### DATASET RECORDS

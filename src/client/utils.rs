use secrecy::ExposeSecret;
use secrecy::SecretString;

use crate::client::consts::SESSIONS_PATH;

pub fn sessions_url(base_url: &str) -> String {
    format!("{}{}", base_url, SESSIONS_PATH)
}

pub fn bearer(secret: &SecretString) -> String {
    format!("Bearer {}", secret.expose_secret())
}

/// Keeps error bodies short enough for a log line.
pub fn truncate_body(body: &str) -> String {
    const LIMIT: usize = 512;
    match body.char_indices().nth(LIMIT) {
        Some((idx, _)) => format!("{}...", &body[..idx]),
        None => body.to_string(),
    }
}
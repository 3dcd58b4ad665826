use crate::error::SessionError;
use crate::types::audio::Base64EncodedAudioBytes;
use crate::types::events::client::{
    ConversationItemCreateEvent, ConversationItemDeleteEvent, ConversationItemTruncateEvent,
    InputAudioBufferAppendEvent, InputAudioBufferClearEvent, InputAudioBufferCommitEvent, ResponseCancelEvent,
    ResponseCreateEvent, SessionUpdateEvent,
};
use crate::types::{ClientEvent, Item, SessionConfig};

#[derive(serde::Serialize)]
struct Envelope<'a> {
    event_id: &'a str,
    #[serde(flatten)]
    event: &'a ClientEvent,
}

pub(crate) fn new_event_id() -> String {
    format!("event_{}", uuid::Uuid::new_v4().simple())
}

/// Serializes `event` with a fresh `event_id`, returning the id and the text frame.
pub(crate) fn encode(event: &ClientEvent) -> Result<(String, String), SessionError> {
    let event_id = new_event_id();
    let text = serde_json::to_string(&Envelope {
        event_id: &event_id,
        event,
    })
    .map_err(|e| SessionError::Encode(e.to_string()))?;
    Ok((event_id, text))
}

pub(crate) fn session_update(session: SessionConfig) -> ClientEvent {
    ClientEvent::SessionUpdate(SessionUpdateEvent::new(session))
}

pub(crate) fn input_audio_append(audio: Base64EncodedAudioBytes) -> ClientEvent {
    ClientEvent::InputAudioBufferAppend(InputAudioBufferAppendEvent::new(audio))
}

pub(crate) fn input_audio_commit() -> ClientEvent {
    ClientEvent::InputAudioBufferCommit(InputAudioBufferCommitEvent::new())
}

pub(crate) fn input_audio_clear() -> ClientEvent {
    ClientEvent::InputAudioBufferClear(InputAudioBufferClearEvent::new())
}

pub(crate) fn response_create() -> ClientEvent {
    ClientEvent::ResponseCreate(ResponseCreateEvent::new())
}

pub(crate) fn response_cancel(response_id: Option<&str>) -> ClientEvent {
    ClientEvent::ResponseCancel(ResponseCancelEvent::new(response_id))
}

pub(crate) fn item_create(item: Item) -> ClientEvent {
    ClientEvent::ConversationItemCreate(ConversationItemCreateEvent::new(item))
}

pub(crate) fn item_truncate(item_id: &str, audio_end_ms: u32) -> ClientEvent {
    ClientEvent::ConversationItemTruncate(ConversationItemTruncateEvent::new(item_id, audio_end_ms))
}

pub(crate) fn item_delete(item_id: &str) -> ClientEvent {
    ClientEvent::ConversationItemDelete(ConversationItemDeleteEvent::new(item_id))
}

#[cfg(test)]
mod tests {
    use std::collections::HashSet;

    use serde_json::{json, Value};

    use super::*;

    fn frame(event: &ClientEvent) -> Value {
        let (event_id, text) = encode(event).unwrap();
        let value: Value = serde_json::from_str(&text).unwrap();
        assert_eq!(value["event_id"], json!(event_id));
        value
    }

    #[test]
    fn envelopes_match_wire_shapes() {
        let commit = frame(&input_audio_commit());
        assert_eq!(commit["type"], "input_audio_buffer.commit");
        assert_eq!(commit.as_object().unwrap().len(), 2);

        let cancel = frame(&response_cancel(None));
        assert_eq!(cancel["type"], "response.cancel");
        assert!(cancel.get("response_id").is_none());
        assert_eq!(frame(&response_cancel(Some("resp_1")))["response_id"], "resp_1");

        let truncate = frame(&item_truncate("item_7", 1500));
        assert_eq!(truncate["item_id"], "item_7");
        assert_eq!(truncate["content_index"], 0);
        assert_eq!(truncate["audio_end_ms"], 1500);

        let text = frame(&item_create(Item::user_text("hello")));
        assert_eq!(text["type"], "conversation.item.create");
        assert_eq!(text["item"]["type"], "message");
        assert_eq!(text["item"]["role"], "user");
        assert_eq!(text["item"]["content"][0], json!({"type": "input_text", "text": "hello"}));

        let output = frame(&item_create(Item::function_call_output("call_1", "{\"ok\":true}")));
        assert_eq!(output["item"]["type"], "function_call_output");
        assert_eq!(output["item"]["call_id"], "call_1");

        let update = frame(&session_update(SessionConfig::default()));
        assert_eq!(update["session"]["model"], SessionConfig::default().model());
    }

    #[test]
    fn event_ids_are_unique() {
        let ids: HashSet<String> = (0..500)
            .map(|_| encode(&response_create()).unwrap().0)
            .collect();
        assert_eq!(ids.len(), 500);
        assert!(ids.iter().all(|id| id.len() > "event_".len()));
    }
}
use crate::audio::{AudioFormat, InputAudioTranscription, TranscriptionModel, TurnDetection, Voice};
use crate::tools::{Tool, ToolChoice};

pub const DEFAULT_MODEL: &str = "gpt-4o-realtime-preview-2024-12-17";

/// The session configuration sent with the token request and with `session.update`.
///
/// `model` and `voice` identify the session: changing either requires a new
/// connection. Every other field can be patched on a live session.
#[derive(Debug, Clone, PartialEq, serde::Serialize, serde::Deserialize)]
#[serde(default)]
pub struct SessionConfig {
    /// The realtime model the session runs against.
    model: String,

    /// The set of modalities the model can respond with. To disable audio, set this to ["text"].
    modalities: Vec<String>,

    /// The default system instructions prepended to model calls.
    #[serde(skip_serializing_if = "Option::is_none")]
    instructions: Option<String>,

    /// The voice the model uses to respond. Cannot be changed once the model has responded with audio.
    voice: Voice,

    /// The format of input audio.
    #[serde(skip_serializing_if = "Option::is_none")]
    input_audio_format: Option<AudioFormat>,

    /// The format of output audio.
    #[serde(skip_serializing_if = "Option::is_none")]
    output_audio_format: Option<AudioFormat>,

    /// Configuration for input audio transcription. Serialized as null to turn it off.
    input_audio_transcription: Option<InputAudioTranscription>,

    /// Configuration for turn detection. Serialized as null to turn it off.
    turn_detection: Option<TurnDetection>,

    /// Tools(Functions) available to the model.
    tools: Vec<Tool>,

    /// How the model chooses tools.
    #[serde(skip_serializing_if = "Option::is_none")]
    tool_choice: Option<ToolChoice>,

    /// Sampling temperature for the model.
    temperature: f32,

    /// Maximum number of output tokens for a single response, or "inf".
    #[serde(skip_serializing_if = "Option::is_none")]
    max_response_output_tokens: Option<MaxOutputTokens>,
}

impl Default for SessionConfig {
    fn default() -> Self {
        Self {
            model: DEFAULT_MODEL.to_string(),
            modalities: vec!["text".to_string(), "audio".to_string()],
            instructions: None,
            voice: Voice::Alloy,
            input_audio_format: None,
            output_audio_format: None,
            input_audio_transcription: None,
            turn_detection: Some(TurnDetection::default()),
            tools: vec![],
            tool_choice: None,
            temperature: 0.8,
            max_response_output_tokens: None,
        }
    }
}

/// The fields of a [`SessionConfig`] that can only change by reconnecting.
#[derive(Debug, Clone, PartialEq, Eq)]
pub struct SessionIdentity {
    pub model: String,
    pub voice: Voice,
}

impl SessionConfig {
    pub fn builder() -> SessionConfigurator {
        SessionConfigurator::new()
    }

    pub fn model(&self) -> &str {
        &self.model
    }

    pub fn voice(&self) -> &Voice {
        &self.voice
    }

    pub fn modalities(&self) -> &[String] {
        &self.modalities
    }

    pub fn instructions(&self) -> Option<&str> {
        self.instructions.as_deref()
    }

    pub fn input_audio_transcription(&self) -> Option<&InputAudioTranscription> {
        self.input_audio_transcription.as_ref()
    }

    pub fn turn_detection(&self) -> Option<&TurnDetection> {
        self.turn_detection.as_ref()
    }

    pub fn tools(&self) -> &[Tool] {
        &self.tools
    }

    pub fn temperature(&self) -> f32 {
        self.temperature
    }

    pub fn max_response_output_tokens(&self) -> Option<&MaxOutputTokens> {
        self.max_response_output_tokens.as_ref()
    }

    pub fn identity(&self) -> SessionIdentity {
        SessionIdentity {
            model: self.model.clone(),
            voice: self.voice.clone(),
        }
    }

    /// Compares everything except the identity fields.
    pub fn patchable_eq(&self, other: &SessionConfig) -> bool {
        self.modalities == other.modalities
            && self.instructions == other.instructions
            && self.input_audio_format == other.input_audio_format
            && self.output_audio_format == other.output_audio_format
            && self.input_audio_transcription == other.input_audio_transcription
            && self.turn_detection == other.turn_detection
            && self.tools == other.tools
            && self.tool_choice == other.tool_choice
            && self.temperature == other.temperature
            && self.max_response_output_tokens == other.max_response_output_tokens
    }
}

#[derive(Debug, Clone, PartialEq, serde::Serialize, serde::Deserialize)]
#[serde(untagged)]
pub enum MaxOutputTokens {
    Number(u32),
    Infinity(Unbounded),
}

#[derive(Debug, Clone, Copy, PartialEq, Eq, serde::Serialize, serde::Deserialize)]
pub enum Unbounded {
    #[serde(rename = "inf")]
    Inf,
}

impl MaxOutputTokens {
    pub fn inf() -> Self {
        MaxOutputTokens::Infinity(Unbounded::Inf)
    }
}

pub struct SessionConfigurator {
    session: SessionConfig,
}

impl Default for SessionConfigurator {
    fn default() -> Self {
        Self::new()
    }
}

impl From<SessionConfig> for SessionConfigurator {
    fn from(session: SessionConfig) -> Self {
        Self { session }
    }
}

impl SessionConfigurator {
    pub fn new() -> Self {
        Self {
            session: SessionConfig::default(),
        }
    }

    pub fn with_model(mut self, model: &str) -> Self {
        self.session.model = model.to_string();
        self
    }

    pub fn with_modalities(mut self, modalities: Vec<String>) -> Self {
        self.session.modalities = modalities;
        self
    }

    pub fn with_modalities_disable_audio(mut self) -> Self {
        self.session.modalities = vec!["text".to_string()];
        self
    }

    pub fn with_modalities_enable_audio(mut self) -> Self {
        self.session.modalities = vec!["text".to_string(), "audio".to_string()];
        self
    }

    pub fn with_instructions(mut self, instructions: &str) -> Self {
        self.session.instructions = Some(instructions.to_string());
        self
    }

    pub fn with_voice(mut self, voice: Voice) -> Self {
        self.session.voice = voice;
        self
    }

    pub fn with_input_audio_format(mut self, format: AudioFormat) -> Self {
        self.session.input_audio_format = Some(format);
        self
    }

    pub fn with_output_audio_format(mut self, format: AudioFormat) -> Self {
        self.session.output_audio_format = Some(format);
        self
    }

    pub fn with_input_audio_transcription(mut self, input_audio_transcription: InputAudioTranscription) -> Self {
        self.session.input_audio_transcription = Some(input_audio_transcription);
        self
    }

    pub fn with_input_audio_transcription_disable(mut self) -> Self {
        self.session.input_audio_transcription = None;
        self
    }

    pub fn with_input_audio_transcription_enable(mut self, model: TranscriptionModel) -> Self {
        self.session.input_audio_transcription = Some(InputAudioTranscription::new().with_model(model));
        self
    }

    pub fn with_turn_detection_enable(mut self, turn_detection: TurnDetection) -> Self {
        self.session.turn_detection = Some(turn_detection);
        self
    }

    pub fn with_turn_detection_disable(mut self) -> Self {
        self.session.turn_detection = None;
        self
    }

    pub fn with_tools(mut self, tools: Vec<Tool>) -> Self {
        self.session.tools = tools;
        self
    }

    pub fn with_tool_choice(mut self, tool_choice: ToolChoice) -> Self {
        self.session.tool_choice = Some(tool_choice);
        self
    }

    pub fn with_temperature(mut self, temperature: f32) -> Self {
        self.session.temperature = temperature;
        self
    }

    pub fn with_max_response_output_tokens(mut self, max_output_tokens: MaxOutputTokens) -> Self {
        self.session.max_response_output_tokens = Some(max_output_tokens);
        self
    }

    pub fn build(self) -> SessionConfig {
        self.session
    }
}

#[cfg(test)]
mod tests {
    use super::*;
    use crate::audio::ServerVadTurnDetection;

    #[test]
    fn disabled_policies_serialize_as_null() {
        let config = SessionConfig::builder().with_turn_detection_disable().build();
        let json = serde_json::to_value(&config).unwrap();
        assert!(json["turn_detection"].is_null());
        assert!(json["input_audio_transcription"].is_null());
        assert_eq!(json["model"], DEFAULT_MODEL);
        assert_eq!(json["voice"], "alloy");
    }

    #[test]
    fn server_vad_is_on_by_default() {
        let config = SessionConfig::default();
        assert_eq!(config.turn_detection(), Some(&TurnDetection::default()));
        let json = serde_json::to_value(&config).unwrap();
        assert_eq!(json["turn_detection"]["type"], "server_vad");

        let off = SessionConfigurator::from(config).with_turn_detection_disable().build();
        assert!(off.turn_detection().is_none());
        assert_eq!(off.model(), DEFAULT_MODEL);
    }

    #[test]
    fn max_output_tokens_accepts_inf() {
        let config: SessionConfig = serde_json::from_str(r#"{"max_response_output_tokens":"inf"}"#).unwrap();
        assert_eq!(config.max_response_output_tokens(), Some(&MaxOutputTokens::inf()));

        let config: SessionConfig = serde_json::from_str(r#"{"max_response_output_tokens":512}"#).unwrap();
        assert_eq!(config.max_response_output_tokens(), Some(&MaxOutputTokens::Number(512)));
    }

    #[test]
    fn patchable_eq_ignores_identity() {
        let a = SessionConfig::builder()
            .with_voice(Voice::Ash)
            .with_turn_detection_enable(TurnDetection::ServerVad(ServerVadTurnDetection::default()))
            .build();
        let b = SessionConfig::builder()
            .with_model("gpt-4o-mini-realtime-preview")
            .with_voice(Voice::Verse)
            .with_turn_detection_enable(TurnDetection::ServerVad(ServerVadTurnDetection::default()))
            .build();
        assert!(a.patchable_eq(&b));
        assert_ne!(a.identity(), b.identity());

        let c = SessionConfig::builder().with_voice(Voice::Ash).with_temperature(0.6).build();
        assert!(!a.patchable_eq(&c));
    }
}
mod turn_detection;
mod transcription;
mod consts;

pub use turn_detection::{TurnDetection, ServerVadTurnDetection, SemanticVadTurnDetection, Eagerness};
pub use transcription::InputAudioTranscription;
pub use consts::*;

/// Audio data encoded as base64
pub type Base64EncodedAudioBytes = String;
use crate::audio::TranscriptionModel;

#[derive(Debug, Clone, PartialEq, serde::Serialize, serde::Deserialize)]
pub struct InputAudioTranscription {
    /// The model to use for transcription, e.g. "whisper-1"
    model: TranscriptionModel,

    /// Optional language hint in ISO-639-1 format
    #[serde(default, skip_serializing_if = "Option::is_none")]
    language: Option<String>,

    /// Optional text to guide the transcription model
    #[serde(default, skip_serializing_if = "Option::is_none")]
    prompt: Option<String>,
}

impl Default for InputAudioTranscription {
    fn default() -> Self {
        Self {
            model: TranscriptionModel::Whisper,
            language: None,
            prompt: None,
        }
    }
}

impl InputAudioTranscription {
    pub fn new() -> Self {
        Self::default()
    }

    pub fn with_model(mut self, model: TranscriptionModel) -> Self {
        self.model = model;
        self
    }

    pub fn with_language(mut self, language: &str) -> Self {
        self.language = Some(language.to_string());
        self
    }

    pub fn with_prompt(mut self, prompt: &str) -> Self {
        self.prompt = Some(prompt.to_string());
        self
    }

    pub fn model(&self) -> &TranscriptionModel {
        &self.model
    }

    pub fn language(&self) -> Option<&str> {
        self.language.as_deref()
    }

    pub fn prompt(&self) -> Option<&str> {
        self.prompt.as_deref()
    }
}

### PROBLEM REQUIREMENTS
Out of the material above, output word for word the line with "let text = serde_json::to_string(&Envelope", the line with "pub(crate) fn input_audio_commit()", and all lines between them, with nothing else.

### SOLUTION FOR THIS TASK
    let text = serde_json::to_string(&Envelope {
        event_id: &event_id,
        event,
    })
    .map_err(|e| SessionError::Encode(e.to_string()))?;
    Ok((event_id, text))
}

pub(crate) fn session_update(session: SessionConfig) -> ClientEvent {
    ClientEvent::SessionUpdate(SessionUpdateEvent::new(session))
}

pub(crate) fn input_audio_append(audio: Base64EncodedAudioBytes) -> ClientEvent {
    ClientEvent::InputAudioBufferAppend(InputAudioBufferAppendEvent::new(audio))
}

pub(crate) fn input_audio_commit() -> ClientEvent {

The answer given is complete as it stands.